And yet. In each of us is a part of the divine spark that sent entire planets into being. The end is held in the beginning. A little bit of the old leaven is needed to make new dough. And all the potential, the entire future of a tree is held within that one seed. Again, our buddy Dale Allison writes, “For Matthew, the kingdom exists now; and it is an ‘eschatological sphere of salvation, which breaks in, makes a small, unpretentious beginning, miraculously swells, and increases; as a divine “field of energy” it extends and expands ever farther.”
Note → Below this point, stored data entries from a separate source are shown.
//! End-to-end real FFT boundary pipeline, driven through plans with a
//! naive reference DFT standing in for the complex transform core.

use proptest::prelude::*;
use rcfft::{
    plan_node, ArrayType, BufferMut, BufferRef, Complex64, Descriptor, Direction, NodeBuffers,
    Op, Placement, Precision, TwiddleCache,
};

fn dft(input: &[Complex64], inverse: bool) -> Vec<Complex64> {
    let n = input.len();
    let sign = if inverse { 1.0 } else { -1.0 };
    (0..n)
        .map(|k| {
            let mut acc = Complex64::zero();
            for (j, &z) in input.iter().enumerate() {
                let ang = sign * 2.0 * std::f64::consts::PI * ((j * k) % n) as f64 / n as f64;
                acc = acc + z * Complex64::expi(ang);
            }
            acc
        })
        .collect()
}

/// Forward real transform of even length: even/odd packing, half-size
/// DFT, post-processing into `n/2 + 1` Hermitian bins.
fn real_forward(x: &[f64], cache: &mut TwiddleCache<f64>) -> Vec<Complex64> {
    assert_eq!(x.len() % 2, 0);
    let m = x.len() / 2;
    let packed: Vec<Complex64> = (0..m)
        .map(|j| Complex64::new(x[2 * j], x[2 * j + 1]))
        .collect();
    let z = dft(&packed, false);

    let mut desc = Descriptor::new_1d(m, Precision::Double);
    desc.o_dist = m + 1;
    desc.in_type = ArrayType::ComplexInterleaved;
    desc.out_type = ArrayType::HermitianInterleaved;
    let plan = plan_node(&desc, Op::RealEvenPost, cache).unwrap();
    let mut out = vec![Complex64::zero(); m + 1];
    plan.execute(NodeBuffers::OutOfPlace {
        input: BufferRef::Interleaved(&z),
        output: BufferMut::Interleaved(&mut out),
    })
    .unwrap();
    out
}

/// Inverse: pre-processing, half-size inverse DFT, de-interleave.
/// Unnormalized end to end, so the result carries a factor of `n`.
fn real_inverse(spectrum: &[Complex64], cache: &mut TwiddleCache<f64>) -> Vec<f64> {
    let m = spectrum.len() - 1;
    let mut desc = Descriptor::new_1d(m, Precision::Double);
    desc.i_dist = m + 1;
    desc.direction = Direction::Inverse;
    desc.in_type = ArrayType::HermitianInterleaved;
    desc.out_type = ArrayType::ComplexInterleaved;
    let plan = plan_node(&desc, Op::RealEvenPre, cache).unwrap();
    let mut packed = vec![Complex64::zero(); m];
    plan.execute(NodeBuffers::OutOfPlace {
        input: BufferRef::Interleaved(spectrum),
        output: BufferMut::Interleaved(&mut packed),
    })
    .unwrap();

    let w = dft(&packed, true);
    let mut x = vec![0.0f64; 2 * m];
    for (j, z) in w.iter().enumerate() {
        x[2 * j] = z.re;
        x[2 * j + 1] = z.im;
    }
    x
}

fn sample_signal(n: usize) -> Vec<f64> {
    use rand::{rngs::StdRng, Rng, SeedableRng};
    let mut rng = StdRng::seed_from_u64(n as u64);
    (0..n).map(|_| rng.gen_range(-1.0..1.0)).collect()
}

#[test]
fn forward_matches_full_dft() {
    for n in [8usize, 10, 16, 64] {
        let x = sample_signal(n);
        let mut cache = TwiddleCache::new();
        let got = real_forward(&x, &mut cache);
        let full: Vec<Complex64> = dft(
            &x.iter().map(|&v| Complex64::new(v, 0.0)).collect::<Vec<_>>(),
            false,
        );
        for k in 0..=n / 2 {
            assert!(
                (got[k].re - full[k].re).abs() < 1e-9 && (got[k].im - full[k].im).abs() < 1e-9,
                "n={n} k={k}: got {:?}, want {:?}",
                got[k],
                full[k]
            );
        }
    }
}

#[test]
fn roundtrip_scales_by_length() {
    for n in [8usize, 16, 30, 64] {
        let x = sample_signal(n);
        let mut cache = TwiddleCache::new();
        let spectrum = real_forward(&x, &mut cache);
        let back = real_inverse(&spectrum, &mut cache);
        for k in 0..n {
            assert!(
                (back[k] - n as f64 * x[k]).abs() < 1e-8,
                "n={n} k={k}: got {}, want {}",
                back[k],
                n as f64 * x[k]
            );
        }
    }
}

#[test]
fn dc_and_nyquist_are_purely_real() {
    let n = 32;
    let x = sample_signal(n);
    let mut cache = TwiddleCache::new();
    let spectrum = real_forward(&x, &mut cache);
    assert_eq!(spectrum[0].im, 0.0);
    assert_eq!(spectrum[n / 2].im, 0.0);

    // Constant input concentrates the whole sum at bin 0.
    let ones = vec![1.0f64; n];
    let spectrum = real_forward(&ones, &mut cache);
    assert!((spectrum[0].re - n as f64).abs() < 1e-9);
    for bin in &spectrum[1..] {
        assert!(bin.re.abs() < 1e-9 && bin.im.abs() < 1e-9);
    }
}

#[test]
fn in_place_plan_round_trips() {
    let n = 24;
    let m = n / 2;
    let x = sample_signal(n);
    let mut cache = TwiddleCache::new();
    let want = real_forward(&x, &mut cache);

    let packed: Vec<Complex64> = (0..m)
        .map(|j| Complex64::new(x[2 * j], x[2 * j + 1]))
        .collect();
    let mut buf = dft(&packed, false);
    buf.push(Complex64::zero()); // Nyquist slot

    let mut desc = Descriptor::new_1d(m, Precision::Double);
    desc.placement = Placement::InPlace;
    desc.i_dist = m + 1;
    desc.o_dist = m + 1;
    desc.in_type = ArrayType::ComplexInterleaved;
    desc.out_type = ArrayType::HermitianInterleaved;
    let plan = plan_node(&desc, Op::RealEvenPost, &mut cache).unwrap();
    plan.execute(NodeBuffers::InPlace(BufferMut::Interleaved(&mut buf)))
        .unwrap();

    for k in 0..=m {
        assert!(
            (buf[k].re - want[k].re).abs() < 1e-9 && (buf[k].im - want[k].im).abs() < 1e-9,
            "k={k}"
        );
    }
}

#[test]
fn single_precision_pipeline() {
    use rcfft::Complex32;

    let m = 8usize;
    let packed: Vec<Complex32> = (0..m)
        .map(|j| Complex32::new(j as f32 - 3.5, 0.25 * j as f32))
        .collect();
    // Reference through the f64 path.
    let packed64: Vec<Complex64> = packed
        .iter()
        .map(|z| Complex64::new(z.re as f64, z.im as f64))
        .collect();
    let z64 = dft(&packed64, false);

    let mut desc = Descriptor::new_1d(m, Precision::Single);
    desc.o_dist = m + 1;
    desc.in_type = ArrayType::ComplexInterleaved;
    desc.out_type = ArrayType::HermitianInterleaved;
    let mut cache = TwiddleCache::<f32>::new();
    let plan = plan_node(&desc, Op::RealEvenPost, &mut cache).unwrap();

    let z32: Vec<Complex32> = z64
        .iter()
        .map(|z| Complex32::new(z.re as f32, z.im as f32))
        .collect();
    let mut out32 = vec![Complex32::zero(); m + 1];
    plan.execute(NodeBuffers::OutOfPlace {
        input: BufferRef::Interleaved(&z32),
        output: BufferMut::Interleaved(&mut out32),
    })
    .unwrap();

    let mut cache64 = TwiddleCache::<f64>::new();
    let mut desc64 = desc.clone();
    desc64.precision = Precision::Double;
    let plan64 = plan_node(&desc64, Op::RealEvenPost, &mut cache64).unwrap();
    let mut out64 = vec![Complex64::zero(); m + 1];
    plan64
        .execute(NodeBuffers::OutOfPlace {
            input: BufferRef::Interleaved(&z64),
            output: BufferMut::Interleaved(&mut out64),
        })
        .unwrap();

    for k in 0..=m {
        assert!((out32[k].re as f64 - out64[k].re).abs() < 1e-3);
        assert!((out32[k].im as f64 - out64[k].im).abs() < 1e-3);
    }
}

proptest! {
    #[test]
    fn random_signals_round_trip(
        half in 2usize..40,
        seed in proptest::collection::vec(-1.0f64..1.0, 80),
    ) {
        let n = 2 * half;
        let x: Vec<f64> = seed.iter().cycle().take(n).copied().collect();
        let mut cache = TwiddleCache::new();
        let spectrum = real_forward(&x, &mut cache);
        let back = real_inverse(&spectrum, &mut cache);
        for k in 0..n {
            prop_assert!((back[k] - n as f64 * x[k]).abs() < 1e-8);
        }
    }
}
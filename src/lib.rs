//! # rcfft - Real/complex data-layout kernels for batched FFT pipelines
//!
//! The boundary stages a real-input FFT pipeline runs around its complex
//! transform core: real/complex embedding, Hermitian truncation,
//! even-length real pre/post-processing butterflies, real/imaginary pair
//! packing, and a descriptor-driven dispatch layer that plans them.
//!
//! ## Features
//!
//! - **Descriptor-driven planning**: strides, batch distances, array
//!   types, direction and placement validated up front; kernels never
//!   touch an element of an invalid configuration
//! - **Interleaved and planar storage** on every side, with Hermitian
//!   array types folding onto their complex storage class
//! - **In-place pre/post-processing** with the symmetric-pair ownership
//!   discipline, unit stride enforced
//! - **Pair packing**: two real signals through one complex transform
//! - **Twiddle planner cache** with LRU eviction and a two-level table
//!   for large lengths
//!
//! ## Cargo Features
//!
//! - `std` (default): standard library support
//! - `parallel`: batch-parallel embedding with Rayon
//! - `verbose-logging`: plan-resolution tracing through `log`
//! - `internal-tests`: expose cache introspection helpers
//!
//! ## Example
//!
//! ```
//! use rcfft::{
//!     plan_node, ArrayType, BufferMut, BufferRef, Complex64, Descriptor,
//!     NodeBuffers, Op, Precision, TwiddleCache,
//! };
//!
//! let mut desc = Descriptor::new_1d(4, Precision::Double);
//! desc.in_type = ArrayType::Real;
//! desc.out_type = ArrayType::ComplexInterleaved;
//!
//! let mut cache = TwiddleCache::<f64>::new();
//! let plan = plan_node(&desc, Op::RealToComplex, &mut cache)?;
//!
//! let input = [1.0, 2.0, 3.0, 4.0];
//! let mut output = [Complex64::zero(); 4];
//! plan.execute(NodeBuffers::OutOfPlace {
//!     input: BufferRef::Real(&input),
//!     output: BufferMut::Interleaved(&mut output),
//! })?;
//! assert_eq!(output[2], Complex64::new(3.0, 0.0));
//! # Ok::<(), rcfft::LayoutError>(())
//! ```
//!
//! ## License
//!
//! Licensed under either of
//! - Apache License, Version 2.0
//! - MIT license
//!
//! at your option.

#![no_std]
extern crate alloc;

#[cfg(feature = "std")]
extern crate std;

/// Tagged buffer views over real, interleaved and planar storage.
pub mod buffer;
/// Transform descriptors, array types and the crate error type.
pub mod descriptor;
/// Descriptor classification, the dispatch table and plan execution.
pub mod dispatch;
/// Real/complex embedding and Hermitian truncation kernels.
pub mod embed;
/// Launch-geometry model and grid limits.
pub mod grid;
/// Float/complex primitives and layout-generic element access.
pub mod num;
/// Real/imaginary pair packing kernels.
pub mod pair;
/// Even-length real FFT pre/post-processing butterflies.
pub mod prepost;
/// Twiddle tables and the planner cache.
pub mod twiddle;

pub use buffer::{BufferMut, BufferRef, NodeBuffers};
pub use descriptor::{
    ArrayType, Descriptor, Direction, Layout, LayoutError, Placement, Precision,
};
pub use dispatch::{
    plan_node, resolve, DispatchKey, LayoutClass, LayoutPlan, Op, StrideClass, Variant,
};
pub use embed::{complex2hermitian, real2complex};
pub use grid::{Grid, BLOCK_SIZE, MAX_GRID_EXTENT};
pub use num::{Complex, Complex32, Complex64, Float, PlanarMut, PlanarRef};
pub use pair::{complex2pair_unpack, pair2complex_pack};
pub use prepost::{c2r_1d_pre, r2c_1d_post};
pub use twiddle::{
    build_table, TwiddleCache, TwiddleTable, LARGE_TWIDDLE_THRESHOLD, MAX_CACHE_ENTRIES,
};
But let’s not forget about the scandal of it all. This is Jesus after all. Jesus not only takes the expectations of the Disciples and turns them upside down, but he completely reverses the clearly defined codes and limits of Jewish life. But for us to understand this, we need a little bit of a botany lesson as well as a little bit of an Old Testament lesson. According to Jewish codes in Leviticus, “You shall not sow your field with two different kinds of seed.” Seeds need to be properly separated. You don’t mix the wheat with the corn, or the barley with the oats. But the thing is, it is the nature of the mustard seed to spread and take over, to cross boundaries, to do what my raspberry bush is doing now by fraternizing with the tomatoes. If you tried to plant one nice, neat little row of mustard bushes, they’re so resilient and persistent, they’ll soon spread and take over the whole field. So hold that idea in one hand.
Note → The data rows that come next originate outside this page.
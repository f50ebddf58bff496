//! Twiddle tables for the real pre/post-processing butterflies.
//!
//! The butterflies over `half_n` consume `twd[k] = exp(-i*pi*k / half_n)`
//! for `k in 0..half_n`. Small lengths get one contiguous table; lengths
//! above [`LARGE_TWIDDLE_THRESHOLD`] are served by a two-level table of
//! coarse and fine factors so the working set stays bounded. Tables are
//! built by a planner cache with LRU eviction and shared via `Arc`.

use alloc::collections::VecDeque;
use alloc::sync::Arc;
use alloc::vec::Vec;

use hashbrown::HashMap;

use crate::descriptor::LayoutError;
use crate::num::{Complex, Float};

/// Maximum number of cached tables before the least recently used entry
/// is evicted.
pub const MAX_CACHE_ENTRIES: usize = 64;

/// Lengths at or above this use the two-level table.
pub const LARGE_TWIDDLE_THRESHOLD: usize = 4096;

/// Fine-table length of the two-level factorization.
pub(crate) const SPLIT_RADIX: usize = 256;

/// A twiddle table for one `half_n`, either contiguous or factored into
/// coarse and fine levels.
#[derive(Debug, Clone)]
pub enum TwiddleTable<T: Float> {
    Direct(Arc<[Complex<T>]>),
    Split {
        /// `exp(-i*pi * (j * SPLIT_RADIX) / half_n)` per coarse step.
        coarse: Arc<[Complex<T>]>,
        /// `exp(-i*pi * k / half_n)` for `k < SPLIT_RADIX`.
        fine: Arc<[Complex<T>]>,
    },
}

impl<T: Float> TwiddleTable<T> {
    /// `exp(-i*pi*k / half_n)`. `k` must be below `half_n`.
    #[inline(always)]
    pub fn at(&self, k: usize) -> Complex<T> {
        match self {
            Self::Direct(table) => table[k],
            Self::Split { coarse, fine } => coarse[k / SPLIT_RADIX] * fine[k % SPLIT_RADIX],
        }
    }

    pub fn is_split(&self) -> bool {
        matches!(self, Self::Split { .. })
    }
}

fn unit_angle<T: Float>(half_n: usize) -> Result<T, LayoutError> {
    let denom = T::from_usize(half_n).ok_or(LayoutError::InvalidValue)?;
    Ok(-T::pi() / denom)
}

fn build_direct<T: Float>(half_n: usize) -> Result<Arc<[Complex<T>]>, LayoutError> {
    let step = unit_angle::<T>(half_n)?;
    let mut table = Vec::with_capacity(half_n);
    for k in 0..half_n {
        let kf = T::from_usize(k).ok_or(LayoutError::InvalidValue)?;
        table.push(Complex::expi(step * kf));
    }
    Ok(table.into())
}

fn build_split<T: Float>(
    half_n: usize,
) -> Result<(Arc<[Complex<T>]>, Arc<[Complex<T>]>), LayoutError> {
    let step = unit_angle::<T>(half_n)?;
    let coarse_len = half_n.div_ceil(SPLIT_RADIX);
    let mut coarse = Vec::with_capacity(coarse_len);
    for j in 0..coarse_len {
        let kf = T::from_usize(j * SPLIT_RADIX).ok_or(LayoutError::InvalidValue)?;
        coarse.push(Complex::expi(step * kf));
    }
    let mut fine = Vec::with_capacity(SPLIT_RADIX);
    for k in 0..SPLIT_RADIX.min(half_n) {
        let kf = T::from_usize(k).ok_or(LayoutError::InvalidValue)?;
        fine.push(Complex::expi(step * kf));
    }
    Ok((coarse.into(), fine.into()))
}

/// Build the table for one `half_n` without caching.
pub fn build_table<T: Float>(half_n: usize) -> Result<TwiddleTable<T>, LayoutError> {
    if half_n == 0 {
        return Err(LayoutError::EmptyLength);
    }
    if half_n >= LARGE_TWIDDLE_THRESHOLD {
        let (coarse, fine) = build_split(half_n)?;
        Ok(TwiddleTable::Split { coarse, fine })
    } else {
        Ok(TwiddleTable::Direct(build_direct(half_n)?))
    }
}

/// Planner cache of twiddle tables keyed by `half_n`, LRU-bounded by
/// [`MAX_CACHE_ENTRIES`].
#[derive(Debug, Default)]
pub struct TwiddleCache<T: Float> {
    tables: HashMap<usize, TwiddleTable<T>>,
    order: VecDeque<usize>,
}

impl<T: Float> TwiddleCache<T> {
    pub fn new() -> Self {
        Self {
            tables: HashMap::new(),
            order: VecDeque::new(),
        }
    }

    /// Fetch or build the table for `half_n`, refreshing its LRU slot.
    pub fn get_table(&mut self, half_n: usize) -> Result<TwiddleTable<T>, LayoutError> {
        if let Some(table) = self.tables.get(&half_n) {
            let table = table.clone();
            self.touch(half_n);
            return Ok(table);
        }
        let table = build_table(half_n)?;
        if self.tables.len() == MAX_CACHE_ENTRIES {
            if let Some(oldest) = self.order.pop_front() {
                self.tables.remove(&oldest);
            }
        }
        self.tables.insert(half_n, table.clone());
        self.order.push_back(half_n);
        Ok(table)
    }

    fn touch(&mut self, half_n: usize) {
        if let Some(pos) = self.order.iter().position(|&k| k == half_n) {
            self.order.remove(pos);
            self.order.push_back(half_n);
        }
    }

    #[cfg(any(test, feature = "internal-tests"))]
    pub fn cached_len(&self) -> usize {
        self.tables.len()
    }

    #[cfg(any(test, feature = "internal-tests"))]
    pub fn contains(&self, half_n: usize) -> bool {
        self.tables.contains_key(&half_n)
    }
}

#[cfg(test)]
mod tests {
    use super::*;

    fn reference_twiddle(k: usize, half_n: usize) -> Complex<f64> {
        Complex::expi(-core::f64::consts::PI * k as f64 / half_n as f64)
    }

    #[test]
    fn direct_table_matches_reference() {
        let table = build_table::<f64>(16).unwrap();
        assert!(!table.is_split());
        for k in 0..16 {
            let want = reference_twiddle(k, 16);
            let got = table.at(k);
            assert!((got.re - want.re).abs() < 1e-12, "k={k}");
            assert!((got.im - want.im).abs() < 1e-12, "k={k}");
        }
    }

    #[test]
    fn split_table_matches_direct_values() {
        let half_n = LARGE_TWIDDLE_THRESHOLD;
        let table = build_table::<f64>(half_n).unwrap();
        assert!(table.is_split());
        for &k in &[0, 1, 255, 256, 257, 1023, half_n - 1] {
            let want = reference_twiddle(k, half_n);
            let got = table.at(k);
            assert!((got.re - want.re).abs() < 1e-10, "k={k}");
            assert!((got.im - want.im).abs() < 1e-10, "k={k}");
        }
    }

    #[test]
    fn cache_reuses_allocations() {
        let mut cache = TwiddleCache::<f32>::new();
        let a = cache.get_table(32).unwrap();
        let b = cache.get_table(32).unwrap();
        match (a, b) {
            (TwiddleTable::Direct(x), TwiddleTable::Direct(y)) => {
                assert!(Arc::ptr_eq(&x, &y));
            }
            _ => panic!("expected direct tables"),
        }
        assert_eq!(cache.cached_len(), 1);
    }

    #[test]
    fn cache_evicts_least_recently_used() {
        let mut cache = TwiddleCache::<f32>::new();
        for n in 1..=MAX_CACHE_ENTRIES {
            cache.get_table(2 * n).unwrap();
        }
        assert_eq!(cache.cached_len(), MAX_CACHE_ENTRIES);
        // Refresh the oldest entry, then insert one more.
        cache.get_table(2).unwrap();
        cache.get_table(2 * (MAX_CACHE_ENTRIES + 1)).unwrap();
        assert_eq!(cache.cached_len(), MAX_CACHE_ENTRIES);
        assert!(cache.contains(2));
        assert!(!cache.contains(4));
    }

    #[test]
    fn zero_length_rejected() {
        assert!(matches!(
            build_table::<f32>(0),
            Err(LayoutError::EmptyLength)
        ));
    }
}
And in the other hand, consider that in the Old Testament, it’s trees, not bushes, that are symbols for God’s reign on earth. The book of Daniel, the book of Ezekiel and even Psalm 104 all refer to giant trees where birds find shelter and places to nest. “A tree in whose shade animals or birds find shelter and sustenance is an Old Testament image of a powerful kingdom sheltering the nations.” But Jesus changes this up. He says that this planted mustard seed “is the smallest of all the seeds, but when it has grown, it is the greatest of shrubs and becomes a tree, so that the birds of the air come and make nests in its branches.” Mustard plants don’t really become trees. According to Pliny the Elder, an ancient Roman botanist who wrote a Natural History - a sort of ancient encyclopedia of nature - most mustard bushes grow to be about four feet tall. These are bushes, not trees. So why does the writer of Matthew choose to call it a tree? Maybe Matthew was a horrible botanist who didn’t know his ragweed from his sea weed. Or, maybe, and perhaps more likely, Matthew, an ever careful writer, chooses the word “tree” on purpose, to emphasize that this is something that we’ve never seen before, something beyond our expectations. God’s kingdom is one made up of mustard trees. As Bernard Brandon Scott calls it, these trees are an “unnatural malformity of mythical botany.” And in these overgrown bush/tree hybrids is “recognition that God’s mighty words [and works] are among the unclean and insignificant.” It’s not a giant cedar or a majestic oak, but the tiny shoot of Jesse, a lowly carpenter’s son, a torn up man hanging on a cross of rotting wood, or a bush that barely grows four feet high - these are the ways the kingdom of heaven comes to earth.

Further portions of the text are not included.